Examples and Use Cases

Implementing this pattern rigorously often introduces extra integration and governance overhead, requiring organisations to weigh user experience gains against tighter controls over writes, identity, and logging.

  • A ticketing portal lets staff request access, but the identity store remains the system of record for approvals, entitlements, and revocation history.
  • An AI Agent drafts a support case in the chat interface, while the case management platform remains the system of record for status changes and final closure.
  • A customer portal displays account details, but a billing ledger remains authoritative for balances, invoices, and dispute outcomes.
  • A DevOps console initiates deployment actions, yet the CI/CD platform and change log remain the sources of truth for execution and rollback evidence.

For NHI governance, this separation is especially useful when service accounts, API keys, or workflow automations act across multiple tools. NHI Mgmt Group’s Ultimate Guide to NHIs explains why visibility, rotation, and offboarding become harder when identities are allowed to write everywhere, and why authoritative records should be protected from casual interface-layer updates. The same principle aligns with NIST Cybersecurity Framework 2.0, where data integrity and access control depend on maintaining clear protection boundaries.

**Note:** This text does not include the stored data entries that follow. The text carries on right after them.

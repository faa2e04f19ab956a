//! References (branches, tags, HEAD)
//!
//! References are human-readable names pointing at objects. They can be:
//! - Direct: the file holds a 40-character object ID
//! - Symbolic: the file holds `ref: <name>` (e.g. HEAD -> refs/heads/master)
//!
//! ## Namespaces
//!
//! - `HEAD`: the current branch (attached) or commit (detached)
//! - `MERGE_HEAD`: the other side of a merge waiting on conflict resolution
//! - `refs/heads/*`: branch tips
//! - `refs/tags/*`: lightweight tags
//! - `refs/remote/*`: branch tips copied in by fetch

use crate::artifacts::branch::ref_name::RefName;
use crate::artifacts::branch::{HEADS_PREFIX, TAGS_PREFIX};
use crate::artifacts::objects::object_id::ObjectId;
use crate::errors::{Error, IoContext, Result};
use derive_new::new;
use file_guard::Lock;
use std::io::Write;
use std::path::{Path, PathBuf};
use walkdir::WalkDir;

/// Longest chain of symbolic refs followed before giving up
pub const MAX_SYMREF_DEPTH: usize = 8;

const SYMREF_PREFIX: &str = "ref: ";

/// What a ref file holds
#[derive(Debug, Clone, PartialEq, Eq)]
pub enum RefValue {
    Direct(ObjectId),
    Symbolic(RefName),
}

impl RefValue {
    fn parse(content: &str) -> Result<Self> {
        match content.strip_prefix(SYMREF_PREFIX) {
            Some(target) => Ok(RefValue::Symbolic(RefName::try_parse(target.trim())?)),
            None => Ok(RefValue::Direct(ObjectId::try_parse(content)?)),
        }
    }

    fn render(&self) -> String {
        match self {
            RefValue::Direct(oid) => oid.to_string(),
            RefValue::Symbolic(target) => format!("{SYMREF_PREFIX}{target}"),
        }
    }
}

impl std::fmt::Display for RefValue {
    fn fmt(&self, f: &mut std::fmt::Formatter<'_>) -> std::fmt::Result {
        write!(f, "{}", self.render())
    }
}

/// Ref store rooted at the repository directory (`.kit`)
#[derive(Debug, new)]
pub struct Refs {
    path: Box<Path>,
}

impl Refs {
    fn ref_path(&self, name: &RefName) -> PathBuf {
        self.path.join(name.as_ref_path())
    }

    /// Read a ref file as-is, without following symbolic refs
    pub fn read_ref(&self, name: &RefName) -> Result<Option<RefValue>> {
        let path = self.ref_path(name);
        if !path.is_file() {
            return Ok(None);
        }

        let content = std::fs::read_to_string(&path).at(&path)?;
        let content = content.trim();
        if content.is_empty() {
            return Ok(None);
        }

        RefValue::parse(content).map(Some)
    }

    /// The last ref of the symbolic chain starting at `name`
    ///
    /// The returned ref may not exist yet (HEAD on an unborn branch).
    pub fn final_ref(&self, name: &RefName) -> Result<RefName> {
        let mut current = name.clone();

        for _ in 0..=MAX_SYMREF_DEPTH {
            match self.read_ref(&current)? {
                Some(RefValue::Symbolic(target)) => current = target,
                _ => return Ok(current),
            }
        }

        Err(Error::InvalidRefName(format!(
            "symbolic ref chain from {name} is longer than {MAX_SYMREF_DEPTH}"
        )))
    }

    /// Follow `name` to an object ID, `None` if the chain ends at a missing ref
    pub fn try_resolve(&self, name: &RefName) -> Result<Option<ObjectId>> {
        let target = self.final_ref(name)?;

        match self.read_ref(&target)? {
            Some(RefValue::Direct(oid)) => Ok(Some(oid)),
            _ => Ok(None),
        }
    }

    /// Follow `name` to the object ID it finally names
    ///
    /// # Arguments
    ///
    /// * `name` - Ref to start from, such as `HEAD` or `refs/heads/master`
    ///
    /// # Errors
    ///
    /// `RefNotFound` when the chain ends at a missing ref.
    pub fn resolve(&self, name: &RefName) -> Result<ObjectId> {
        self.try_resolve(name)?
            .ok_or_else(|| Error::RefNotFound(name.to_string()))
    }

    pub fn exists(&self, name: &RefName) -> bool {
        self.ref_path(name).is_file()
    }

    /// Create or move a ref
    ///
    /// # Arguments
    ///
    /// * `name` - Ref to write
    /// * `value` - Object ID or symbolic target to store
    /// * `deref` - Write to the last ref of the symbolic chain instead of `name`
    pub fn update_ref(&self, name: &RefName, value: &RefValue, deref: bool) -> Result<()> {
        let target = if deref {
            self.final_ref(name)?
        } else {
            name.clone()
        };

        self.write_ref_file(&self.ref_path(&target), &value.render())?;
        tracing::debug!(name = %target, value = %value, "updated ref");

        Ok(())
    }

    /// Remove a ref file and any directories it leaves empty
    ///
    /// # Arguments
    ///
    /// * `name` - Ref to delete
    /// * `deref` - Delete the last ref of the symbolic chain instead of `name`
    ///
    /// # Errors
    ///
    /// `RefNotFound` when there is no such ref file.
    pub fn delete_ref(&self, name: &RefName, deref: bool) -> Result<()> {
        let target = if deref {
            self.final_ref(name)?
        } else {
            name.clone()
        };
        let path = self.ref_path(&target);

        if !path.is_file() {
            return Err(Error::RefNotFound(target.to_string()));
        }

        std::fs::remove_file(&path).at(&path)?;
        self.prune_empty_parent_dirs(&path)?;
        tracing::debug!(name = %target, "deleted ref");

        Ok(())
    }

    /// Every ref under `prefix` that resolves to an object, sorted by name
    ///
    /// # Arguments
    ///
    /// * `prefix` - Namespace such as `refs/heads/`; empty lists everything
    ///
    /// # Returns
    ///
    /// `(name, oid)` pairs. `HEAD` is included when the prefix is empty, and
    /// refs whose chain ends at a missing ref are left out.
    pub fn list_refs(&self, prefix: &str) -> Result<Vec<(RefName, ObjectId)>> {
        let mut names = Vec::new();
        if prefix.is_empty() || "HEAD".starts_with(prefix) {
            names.push(RefName::head());
        }

        let refs_path = self.path.join("refs");
        for entry in WalkDir::new(&refs_path).sort_by_file_name() {
            let entry = match entry {
                Ok(entry) => entry,
                Err(e) if e.io_error().map(|e| e.kind()) == Some(std::io::ErrorKind::NotFound) => {
                    continue;
                }
                Err(e) => {
                    let path = e.path().map(PathBuf::from).unwrap_or_default();
                    return Err(Error::io(path, std::io::Error::other(e.to_string())));
                }
            };
            if !entry.file_type().is_file() {
                continue;
            }

            let Ok(relative) = entry.path().strip_prefix(&self.path) else {
                continue;
            };
            let name = relative
                .components()
                .map(|c| c.as_os_str().to_string_lossy())
                .collect::<Vec<_>>()
                .join("/");

            if name.starts_with(prefix)
                && let Ok(name) = RefName::try_parse(&name)
            {
                names.push(name);
            }
        }

        let mut refs = Vec::new();
        for name in names {
            if let Some(oid) = self.try_resolve(&name)? {
                refs.push((name, oid));
            }
        }

        Ok(refs)
    }

    pub fn list_branches(&self) -> Result<Vec<(RefName, ObjectId)>> {
        self.list_refs(HEADS_PREFIX)
    }

    pub fn list_tags(&self) -> Result<Vec<(RefName, ObjectId)>> {
        self.list_refs(TAGS_PREFIX)
    }

    /// The commit HEAD points at, `None` on an unborn branch
    pub fn read_head(&self) -> Result<Option<ObjectId>> {
        self.try_resolve(&RefName::head())
    }

    /// Move whatever HEAD points at (the current branch, or HEAD itself when detached)
    pub fn update_head(&self, oid: &ObjectId) -> Result<()> {
        self.update_ref(&RefName::head(), &RefValue::Direct(oid.clone()), true)
    }

    /// The branch HEAD is attached to, `None` when detached
    pub fn current_branch(&self) -> Result<Option<RefName>> {
        let target = self.final_ref(&RefName::head())?;

        Ok(target.is_branch().then_some(target))
    }

    /// Check if a branch is the one HEAD is attached to
    ///
    /// # Arguments
    ///
    /// * `branch` - The branch to check
    ///
    /// # Returns
    ///
    /// true if the branch is current, false otherwise (including detached HEAD)
    pub fn is_current_branch(&self, branch: &RefName) -> Result<bool> {
        Ok(self.current_branch()?.as_ref() == Some(branch))
    }

    /// Attach HEAD to a branch
    pub fn attach_head(&self, branch: &RefName) -> Result<()> {
        self.update_ref(&RefName::head(), &RefValue::Symbolic(branch.clone()), false)
    }

    /// Point HEAD straight at a commit
    pub fn detach_head(&self, oid: &ObjectId) -> Result<()> {
        self.update_ref(&RefName::head(), &RefValue::Direct(oid.clone()), false)
    }

    pub fn read_merge_head(&self) -> Result<Option<ObjectId>> {
        self.try_resolve(&RefName::merge_head())
    }

    pub fn set_merge_head(&self, oid: &ObjectId) -> Result<()> {
        self.update_ref(&RefName::merge_head(), &RefValue::Direct(oid.clone()), false)
    }

    pub fn clear_merge_head(&self) -> Result<()> {
        let merge_head = RefName::merge_head();
        if self.exists(&merge_head) {
            self.delete_ref(&merge_head, false)?;
        }

        Ok(())
    }

    /// Create `name` at `oid`, refusing to overwrite an existing ref
    ///
    /// # Arguments
    ///
    /// * `name` - Full name of the new ref
    /// * `oid` - Object the ref will point at
    ///
    /// # Errors
    ///
    /// `InvalidRefName` when a ref of that name already exists.
    pub fn create_ref(&self, name: &RefName, oid: &ObjectId) -> Result<()> {
        if self.exists(name) {
            return Err(Error::InvalidRefName(format!("{name} already exists")));
        }

        self.update_ref(name, &RefValue::Direct(oid.clone()), false)
    }

    fn write_ref_file(&self, path: &Path, content: &str) -> Result<()> {
        if let Some(parent) = path.parent() {
            std::fs::create_dir_all(parent).at(parent)?;
        }

        let mut ref_file = std::fs::OpenOptions::new()
            .write(true)
            .create(true)
            .truncate(true)
            .open(path)
            .at(path)?;
        let mut lock = file_guard::lock(&mut ref_file, Lock::Exclusive, 0, 1).at(path)?;
        lock.write_all(content.as_bytes()).at(path)?;

        Ok(())
    }

    fn prune_empty_parent_dirs(&self, path: &Path) -> Result<()> {
        let refs_path = self.path.join("refs");
        let mut current = path.parent();

        while let Some(parent) = current {
            if parent == refs_path || parent == self.path.as_ref() || !parent.starts_with(&refs_path) {
                break;
            }
            if parent.read_dir().at(parent)?.next().is_some() {
                break;
            }

            std::fs::remove_dir(parent).at(parent)?;
            current = parent.parent();
        }

        Ok(())
    }
}

#[cfg(test)]
mod tests {
    use super::*;
    use crate::artifacts::objects::object::hash_object;
    use crate::artifacts::objects::object_type::ObjectType;
    use assert_fs::TempDir;
    use pretty_assertions::assert_eq;
    use rstest::{fixture, rstest};

    #[fixture]
    fn refs() -> (TempDir, Refs) {
        let dir = TempDir::new().expect("Failed to create temp dir");
        let refs = Refs::new(dir.path().to_path_buf().into_boxed_path());
        refs.attach_head(&RefName::branch("master").unwrap()).unwrap();
        (dir, refs)
    }

    fn oid(seed: &str) -> ObjectId {
        hash_object(ObjectType::Commit, seed.as_bytes()).unwrap()
    }

    #[rstest]
    fn unborn_branch_has_no_head(refs: (TempDir, Refs)) {
        let (_dir, refs) = refs;

        assert_eq!(refs.read_head().unwrap(), None);
        assert!(matches!(
            refs.resolve(&RefName::head()),
            Err(Error::RefNotFound(_))
        ));
    }

    #[rstest]
    fn deref_update_moves_the_branch(refs: (TempDir, Refs)) {
        let (_dir, refs) = refs;
        let master = RefName::branch("master").unwrap();

        refs.update_head(&oid("a")).unwrap();

        assert_eq!(refs.resolve(&master).unwrap(), oid("a"));
        assert_eq!(
            refs.read_ref(&RefName::head()).unwrap(),
            Some(RefValue::Symbolic(master.clone()))
        );
        assert_eq!(refs.current_branch().unwrap(), Some(master));
    }

    #[rstest]
    fn detached_head_is_not_a_branch(refs: (TempDir, Refs)) {
        let (_dir, refs) = refs;
        refs.detach_head(&oid("a")).unwrap();

        assert_eq!(refs.current_branch().unwrap(), None);
        assert_eq!(refs.read_head().unwrap(), Some(oid("a")));
    }

    #[rstest]
    fn symbolic_cycle_is_bounded(refs: (TempDir, Refs)) {
        let (_dir, refs) = refs;
        let a = RefName::branch("a").unwrap();
        let b = RefName::branch("b").unwrap();
        refs.update_ref(&a, &RefValue::Symbolic(b.clone()), false).unwrap();
        refs.update_ref(&b, &RefValue::Symbolic(a.clone()), false).unwrap();

        assert!(matches!(refs.resolve(&a), Err(Error::InvalidRefName(_))));
    }

    #[rstest]
    fn list_refs_filters_by_prefix(refs: (TempDir, Refs)) {
        let (_dir, refs) = refs;
        refs.update_head(&oid("a")).unwrap();
        refs.create_ref(&RefName::branch("topic/x").unwrap(), &oid("b"))
            .unwrap();
        refs.create_ref(&RefName::tag("v1").unwrap(), &oid("c"))
            .unwrap();

        let branches = refs
            .list_branches()
            .unwrap()
            .into_iter()
            .map(|(name, _)| name.to_string())
            .collect::<Vec<_>>();
        assert_eq!(branches, vec!["refs/heads/master", "refs/heads/topic/x"]);

        let all = refs.list_refs("").unwrap();
        assert_eq!(all.len(), 4);
        assert_eq!(all[0], (RefName::head(), oid("a")));
    }

    #[rstest]
    fn create_ref_refuses_to_overwrite(refs: (TempDir, Refs)) {
        let (_dir, refs) = refs;
        let tag = RefName::tag("v1").unwrap();
        refs.create_ref(&tag, &oid("a")).unwrap();

        assert!(refs.create_ref(&tag, &oid("b")).is_err());
        assert_eq!(refs.resolve(&tag).unwrap(), oid("a"));
    }

    #[rstest]
    fn delete_prunes_empty_namespaces(refs: (TempDir, Refs)) {
        let (dir, refs) = refs;
        let branch = RefName::branch("feature/deep/x").unwrap();
        refs.create_ref(&branch, &oid("a")).unwrap();

        refs.delete_ref(&branch, false).unwrap();

        assert!(!dir.path().join("refs/heads/feature").exists());
        assert!(matches!(
            refs.delete_ref(&branch, false),
            Err(Error::RefNotFound(_))
        ));
    }
}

Why It Matters in NHI Security

When the distinction is blurred, organisations often lose attribution, create duplicate records, and widen the blast radius of compromised secrets. A prompt-driven agent or over-permissioned service account can mutate authoritative data without the review path that a system of record was meant to enforce. That is a direct governance problem, not just a UX issue, because write access in the wrong layer undermines audit trails, incident response, and rollback. It also makes PAM and RBAC enforcement harder, since access policy becomes scattered across multiple interfaces instead of concentrated at the record boundary. The risk is amplified in environments with poor secret hygiene: NHI Mgmt Group reports that 97% of NHIs carry excessive privileges, increasing unauthorised access and broadening the attack surface, as documented in the Ultimate Guide to NHIs. That finding is especially relevant when a system of interaction is allowed to act as if it were authoritative. Organ organisations typically encounter the need to separate record and interaction layers only after an erroneous agent write, a secrets leak, or an access review exposes that no clear source of truth existed.

Standards & Framework Alignment

This section maps relevant standards and security frameworks to the operational risks and controls described in this guidance.

OWASP Non-Human Identity Top 10 address the attack and risk surface, while NIST CSF 2.0 and NIST Zero Trust (SP 800-207) set the governance and control requirements practitioners need to meet.

Framework Control / Reference Relevance
NIST CSF 2.0 PR.AC-4 Access control and least privilege depend on clear record-vs-interaction boundaries.
NIST Zero Trust (SP 800-207) Zero Trust requires verifying each transaction, not trusting the interaction layer by default.
OWASP Non-Human Identity Top 10 NHI-02 Secret and privilege management are central when agents can write to systems of record.

Constrain write actions to authoritative records and review entitlements for each interaction layer.